● What to do
Write out the data below exactly, beginning with the first line and ending once the line that has "pub fn new(fired: mpsc::Sender<ReminderRequest>)" is written.

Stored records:
((
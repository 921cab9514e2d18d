use gdq_api::{EventKey, ReminderRequest};
use log::{debug, info};
use std::collections::{HashMap, HashSet};
use tokio::sync::mpsc;
use tokio::task::JoinHandle;

/// One-shot reminders keyed by event. Each reminder is a sleeping task that
/// hands its request back on `fired` when the run starts.
pub struct ReminderBook {
    pending: HashMap<EventKey, JoinHandle<()>>,
    fired: mpsc::Sender<ReminderRequest>,
}

impl ReminderBook {
    pub fn new(fired: mpsc::Sender<ReminderRequest>) -> Self {
        Self { pending: HashMap::new(), fired }
    }

    /// Register a reminder, replacing any pending one for the same event.
    /// Returns true when one was replaced.
    pub fn schedule(&mut self, request: ReminderRequest) -> bool {
        self.prune();
        let replaced = self.cancel(&request.key);

        debug!("reminder for {} in {:?}", request.key, request.delay);
        let key = request.key.clone();
        let fired = self.fired.clone();
        let handle = tokio::spawn(async move {
            tokio::time::sleep(request.delay).await;
            let _ = fired.send(request).await;
        });
        self.pending.insert(key, handle);
        replaced
    }

    pub fn cancel(&mut self, key: &EventKey) -> bool {
        match self.pending.remove(key) {
            Some(handle) => {
                handle.abort();
                true
            }
            None => false,
        }
    }

    /// Cancel pending reminders whose event is not in `keys`. Returns how many
    /// were cancelled.
    pub fn retain_keys(&mut self, keys: &HashSet<EventKey>) -> usize {
        self.prune();
        let stale: Vec<EventKey> =
            self.pending.keys().filter(|key| !keys.contains(*key)).cloned().collect();
        for key in &stale {
            debug!("dropping reminder for {key}, no longer scheduled");
            self.cancel(key);
        }
        stale.len()
    }

    /// Drop every pending reminder. Returns how many were still waiting.
    pub fn cancel_all(&mut self) -> usize {
        self.prune();
        let count = self.pending.len();
        for (_, handle) in self.pending.drain() {
            handle.abort();
        }
        if count > 0 {
            info!("cleared {count} pending reminders");
        }
        count
    }

    pub fn len(&self) -> usize {
        self.pending.values().filter(|h| !h.is_finished()).count()
    }

    fn prune(&mut self) {
        self.pending.retain(|_, handle| !handle.is_finished());
    }
}
use chrono::{DateTime, TimeZone, Utc};
use gdq_api::{CurrentEventNotice, Event, ReminderRequest, STATUS_FORMAT, Schedule, format_in};
use std::fmt::{self, Write};

const CURRENT_MARKER: &str = ">";
const TODAY_MARKER: &str = " (today)";

pub fn status_line<Tz: TimeZone>(now: DateTime<Utc>, tz: &Tz) -> String
where
    Tz::Offset: fmt::Display,
{
    format_in(now, tz, STATUS_FORMAT)
}

/// Day-by-day listing. The run in progress is marked and today's day is flagged.
pub fn schedule_text<Tz: TimeZone>(schedule: &Schedule, now: DateTime<Utc>, tz: &Tz) -> String
where
    Tz::Offset: fmt::Display,
{
    let groups = schedule.grouped_by_day_in(tz);
    if groups.is_empty() {
        return "No runs scheduled.\n".to_owned();
    }

    let today = Schedule::day_index_of(&groups, now, tz);
    let current = schedule.current_event(now).map(|c| c.event);

    let mut out = String::new();
    for (index, group) in groups.iter().enumerate() {
        let flag = if today == Some(index) { TODAY_MARKER } else { "" };
        let _ = writeln!(out, "== {}{flag}", group.label);
        for event in &group.events {
            let marker = if current == Some(event) { CURRENT_MARKER } else { " " };
            let _ = writeln!(out, "{marker} {}", event_line(event, tz));
        }
    }
    out
}

fn event_line<Tz: TimeZone>(event: &Event, tz: &Tz) -> String
where
    Tz::Offset: fmt::Display,
{
    let mut line = format!(
        "{:>8}  {}",
        event.start_time_readable_in(tz).unwrap_or_default(),
        event.game.as_deref().unwrap_or("?"),
    );
    if let Some(info) = &event.info {
        let _ = write!(line, " ({info})");
    }
    if let Some(runner) = &event.runner {
        let _ = write!(line, " - {runner}");
    }
    if let Some(estimate) = &event.time_label {
        let _ = write!(line, " [{estimate}]");
    }
    line
}

pub fn notice_text(notice: &CurrentEventNotice) -> String {
    let mut out = match &notice.current {
        Some(current) => format!("Now: {current}\n"),
        None => "Now: nothing running\n".to_owned(),
    };
    if let Some(info) = &notice.info {
        let _ = writeln!(out, "      {info}");
    }
    for next in &notice.upcoming {
        let _ = writeln!(out, "Next: {next}");
    }
    out
}

pub fn now_playing_text(event: Option<&Event>) -> String {
    match event {
        Some(event) => format!(
            "Now playing: {} ({})",
            event.game.as_deref().unwrap_or("?"),
            event.info.as_deref().unwrap_or_default()
        ),
        None => "Now playing: nothing".to_owned(),
    }
}

pub fn reminder_text(request: &ReminderRequest) -> String {
    format!(
        "Starting {}: {} ({})",
        request.start_time_readable,
        request.game.as_deref().unwrap_or("?"),
        request.info.as_deref().unwrap_or_default()
    )
}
))
● Output below
repository 921cab9514e2d18d
use gdq_api::{EventKey, ReminderRequest};
use log::{debug, info};
use std::collections::{HashMap, HashSet};
use tokio::sync::mpsc;
use tokio::task::JoinHandle;

/// One-shot reminders keyed by event. Each reminder is a sleeping task that
/// hands its request back on `fired` when the run starts.
pub struct ReminderBook {
    pending: HashMap<EventKey, JoinHandle<()>>,
    fired: mpsc::Sender<ReminderRequest>,
}

impl ReminderBook {
    pub fn new(fired: mpsc::Sender<ReminderRequest>) -> Self {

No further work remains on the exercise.